■ **DIRECTIONS FOR THIS TASK**
Below are the entries; tally the lines holding the string "detection" and give only that figure.

RECORDS SUPPLIED START

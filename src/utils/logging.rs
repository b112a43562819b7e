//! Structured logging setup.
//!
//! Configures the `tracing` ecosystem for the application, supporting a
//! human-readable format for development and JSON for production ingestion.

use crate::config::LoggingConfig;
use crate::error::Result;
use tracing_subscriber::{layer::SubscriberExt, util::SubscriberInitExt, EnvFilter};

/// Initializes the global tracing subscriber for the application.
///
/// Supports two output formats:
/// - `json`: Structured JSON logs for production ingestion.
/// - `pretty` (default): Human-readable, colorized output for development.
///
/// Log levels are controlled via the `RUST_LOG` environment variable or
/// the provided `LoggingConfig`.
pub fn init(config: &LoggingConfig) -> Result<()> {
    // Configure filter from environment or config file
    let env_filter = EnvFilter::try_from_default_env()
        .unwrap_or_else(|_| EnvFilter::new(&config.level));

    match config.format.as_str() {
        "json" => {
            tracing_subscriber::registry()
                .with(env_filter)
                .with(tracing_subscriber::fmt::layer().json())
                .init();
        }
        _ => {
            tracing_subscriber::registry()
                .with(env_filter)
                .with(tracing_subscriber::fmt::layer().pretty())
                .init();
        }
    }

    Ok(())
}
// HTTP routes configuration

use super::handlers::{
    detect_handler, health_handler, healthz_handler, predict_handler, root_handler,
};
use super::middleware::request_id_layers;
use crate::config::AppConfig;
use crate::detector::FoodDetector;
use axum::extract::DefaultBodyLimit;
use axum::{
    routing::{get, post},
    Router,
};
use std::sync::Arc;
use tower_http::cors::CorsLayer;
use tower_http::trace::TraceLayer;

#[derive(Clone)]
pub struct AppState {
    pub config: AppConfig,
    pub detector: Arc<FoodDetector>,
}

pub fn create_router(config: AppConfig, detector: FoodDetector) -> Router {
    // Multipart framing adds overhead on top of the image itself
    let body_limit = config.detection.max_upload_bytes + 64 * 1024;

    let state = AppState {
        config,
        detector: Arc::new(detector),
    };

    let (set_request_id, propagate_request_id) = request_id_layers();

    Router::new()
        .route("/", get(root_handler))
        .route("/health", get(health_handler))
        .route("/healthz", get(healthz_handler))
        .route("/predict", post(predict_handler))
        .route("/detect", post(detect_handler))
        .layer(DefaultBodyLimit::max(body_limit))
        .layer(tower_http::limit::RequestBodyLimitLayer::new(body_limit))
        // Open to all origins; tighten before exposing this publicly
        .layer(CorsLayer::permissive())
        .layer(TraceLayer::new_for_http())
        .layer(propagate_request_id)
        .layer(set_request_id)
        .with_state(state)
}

RECORDS SUPPLIED END
RECORDS SUPPLIED START

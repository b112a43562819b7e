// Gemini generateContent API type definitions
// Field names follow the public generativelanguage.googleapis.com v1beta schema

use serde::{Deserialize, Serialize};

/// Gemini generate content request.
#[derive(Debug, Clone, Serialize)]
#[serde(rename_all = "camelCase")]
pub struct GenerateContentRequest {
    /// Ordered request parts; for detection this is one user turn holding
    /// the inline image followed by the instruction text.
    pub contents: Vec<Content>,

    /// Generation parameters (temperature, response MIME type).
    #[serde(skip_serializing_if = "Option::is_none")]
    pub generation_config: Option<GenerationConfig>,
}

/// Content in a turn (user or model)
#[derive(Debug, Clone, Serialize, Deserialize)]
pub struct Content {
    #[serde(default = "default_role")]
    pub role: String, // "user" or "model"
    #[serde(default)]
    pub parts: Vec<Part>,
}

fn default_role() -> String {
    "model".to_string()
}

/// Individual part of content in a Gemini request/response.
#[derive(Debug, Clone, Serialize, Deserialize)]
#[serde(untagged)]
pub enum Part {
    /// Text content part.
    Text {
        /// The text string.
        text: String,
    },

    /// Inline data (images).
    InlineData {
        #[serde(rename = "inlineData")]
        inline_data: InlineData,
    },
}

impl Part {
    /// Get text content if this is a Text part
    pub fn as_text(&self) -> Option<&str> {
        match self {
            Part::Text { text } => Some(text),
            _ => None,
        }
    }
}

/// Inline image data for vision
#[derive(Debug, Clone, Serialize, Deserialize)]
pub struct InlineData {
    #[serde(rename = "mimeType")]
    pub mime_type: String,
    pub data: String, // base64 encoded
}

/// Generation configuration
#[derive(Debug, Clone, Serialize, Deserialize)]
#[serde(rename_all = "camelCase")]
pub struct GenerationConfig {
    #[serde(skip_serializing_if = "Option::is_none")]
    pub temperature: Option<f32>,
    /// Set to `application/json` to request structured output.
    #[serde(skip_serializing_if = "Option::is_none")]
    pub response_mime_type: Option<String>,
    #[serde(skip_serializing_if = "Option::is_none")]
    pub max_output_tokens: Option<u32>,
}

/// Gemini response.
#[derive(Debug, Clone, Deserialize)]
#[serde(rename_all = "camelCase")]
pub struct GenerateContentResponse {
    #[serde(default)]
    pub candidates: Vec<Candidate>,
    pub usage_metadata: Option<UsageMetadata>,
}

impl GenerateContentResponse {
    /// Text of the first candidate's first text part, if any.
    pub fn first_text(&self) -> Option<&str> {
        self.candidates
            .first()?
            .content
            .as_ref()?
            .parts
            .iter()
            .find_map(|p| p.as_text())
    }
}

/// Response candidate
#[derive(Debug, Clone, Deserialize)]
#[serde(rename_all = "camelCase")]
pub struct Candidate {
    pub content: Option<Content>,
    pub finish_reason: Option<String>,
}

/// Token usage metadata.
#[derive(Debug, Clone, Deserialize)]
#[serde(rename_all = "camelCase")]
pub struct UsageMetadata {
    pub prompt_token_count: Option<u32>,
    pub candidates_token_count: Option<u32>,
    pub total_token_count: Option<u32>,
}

RECORDS SUPPLIED END
RECORDS SUPPLIED START

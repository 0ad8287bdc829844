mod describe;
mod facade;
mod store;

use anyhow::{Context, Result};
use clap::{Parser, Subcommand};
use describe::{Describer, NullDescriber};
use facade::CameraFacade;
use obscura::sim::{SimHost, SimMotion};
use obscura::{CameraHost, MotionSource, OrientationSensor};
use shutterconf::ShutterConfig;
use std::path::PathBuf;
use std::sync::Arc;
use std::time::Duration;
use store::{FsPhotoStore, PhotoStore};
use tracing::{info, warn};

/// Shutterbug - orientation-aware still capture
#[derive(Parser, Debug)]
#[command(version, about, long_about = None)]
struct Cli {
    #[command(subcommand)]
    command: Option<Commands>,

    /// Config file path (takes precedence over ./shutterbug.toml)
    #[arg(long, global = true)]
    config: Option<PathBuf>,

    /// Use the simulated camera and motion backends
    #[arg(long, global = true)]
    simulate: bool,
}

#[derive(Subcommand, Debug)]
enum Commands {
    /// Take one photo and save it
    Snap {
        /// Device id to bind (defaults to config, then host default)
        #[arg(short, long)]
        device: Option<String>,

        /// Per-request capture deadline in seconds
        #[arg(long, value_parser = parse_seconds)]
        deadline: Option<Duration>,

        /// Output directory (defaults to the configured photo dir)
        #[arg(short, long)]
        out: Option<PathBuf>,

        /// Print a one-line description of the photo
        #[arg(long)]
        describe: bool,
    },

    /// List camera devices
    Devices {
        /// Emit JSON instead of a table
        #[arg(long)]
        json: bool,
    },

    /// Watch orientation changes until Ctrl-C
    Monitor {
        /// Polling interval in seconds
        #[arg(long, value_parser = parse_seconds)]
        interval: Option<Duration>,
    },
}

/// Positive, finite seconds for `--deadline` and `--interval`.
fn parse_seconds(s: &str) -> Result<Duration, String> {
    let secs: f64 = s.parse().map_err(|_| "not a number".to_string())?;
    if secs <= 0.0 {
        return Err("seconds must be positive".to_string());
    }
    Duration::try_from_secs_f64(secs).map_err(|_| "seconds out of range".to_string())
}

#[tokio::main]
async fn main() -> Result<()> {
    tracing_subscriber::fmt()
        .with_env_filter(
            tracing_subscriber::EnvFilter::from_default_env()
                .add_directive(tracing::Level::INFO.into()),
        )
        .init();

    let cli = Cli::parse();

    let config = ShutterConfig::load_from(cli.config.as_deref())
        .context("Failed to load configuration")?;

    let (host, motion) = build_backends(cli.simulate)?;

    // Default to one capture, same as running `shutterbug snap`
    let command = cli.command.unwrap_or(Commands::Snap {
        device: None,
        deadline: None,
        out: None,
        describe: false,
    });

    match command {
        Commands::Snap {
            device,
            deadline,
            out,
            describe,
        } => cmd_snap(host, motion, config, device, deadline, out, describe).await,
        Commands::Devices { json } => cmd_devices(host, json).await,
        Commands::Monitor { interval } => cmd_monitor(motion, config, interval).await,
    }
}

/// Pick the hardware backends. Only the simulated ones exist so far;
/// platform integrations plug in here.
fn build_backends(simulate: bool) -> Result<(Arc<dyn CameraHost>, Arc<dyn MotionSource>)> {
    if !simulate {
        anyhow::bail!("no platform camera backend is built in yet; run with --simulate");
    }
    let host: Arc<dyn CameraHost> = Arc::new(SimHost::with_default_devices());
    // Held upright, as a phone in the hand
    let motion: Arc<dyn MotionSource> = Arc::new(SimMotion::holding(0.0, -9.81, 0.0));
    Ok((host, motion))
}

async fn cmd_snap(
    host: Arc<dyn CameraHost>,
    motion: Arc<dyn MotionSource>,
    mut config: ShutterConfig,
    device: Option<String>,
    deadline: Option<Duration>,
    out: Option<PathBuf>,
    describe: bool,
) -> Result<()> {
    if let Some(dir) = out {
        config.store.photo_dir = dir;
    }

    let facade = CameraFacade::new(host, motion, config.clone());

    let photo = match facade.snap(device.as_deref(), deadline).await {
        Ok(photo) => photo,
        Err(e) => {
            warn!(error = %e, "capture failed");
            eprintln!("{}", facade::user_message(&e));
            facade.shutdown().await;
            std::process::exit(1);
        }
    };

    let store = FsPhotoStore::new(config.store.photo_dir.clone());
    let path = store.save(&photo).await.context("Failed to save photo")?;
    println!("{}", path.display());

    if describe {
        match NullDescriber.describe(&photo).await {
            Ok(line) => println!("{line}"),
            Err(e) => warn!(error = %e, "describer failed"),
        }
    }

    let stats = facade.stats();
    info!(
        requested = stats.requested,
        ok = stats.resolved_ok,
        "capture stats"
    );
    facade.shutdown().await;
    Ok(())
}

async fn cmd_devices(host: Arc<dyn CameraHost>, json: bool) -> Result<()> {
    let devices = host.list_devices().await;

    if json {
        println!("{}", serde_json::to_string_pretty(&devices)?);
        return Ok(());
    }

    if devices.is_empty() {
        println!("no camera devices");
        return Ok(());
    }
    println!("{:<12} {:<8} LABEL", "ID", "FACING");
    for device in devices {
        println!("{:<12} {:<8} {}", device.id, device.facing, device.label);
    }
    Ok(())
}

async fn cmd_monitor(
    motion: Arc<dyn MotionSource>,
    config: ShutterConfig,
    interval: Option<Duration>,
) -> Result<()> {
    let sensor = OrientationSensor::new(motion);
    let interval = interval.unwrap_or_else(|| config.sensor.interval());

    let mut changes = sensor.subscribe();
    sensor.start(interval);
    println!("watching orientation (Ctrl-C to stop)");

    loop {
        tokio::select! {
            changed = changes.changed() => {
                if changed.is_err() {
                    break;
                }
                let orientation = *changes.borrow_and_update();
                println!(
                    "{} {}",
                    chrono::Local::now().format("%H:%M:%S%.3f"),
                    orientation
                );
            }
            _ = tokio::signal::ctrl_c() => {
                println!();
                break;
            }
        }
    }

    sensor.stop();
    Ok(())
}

RECORDS SUPPLIED END

■ **YOUR SOLUTION**
2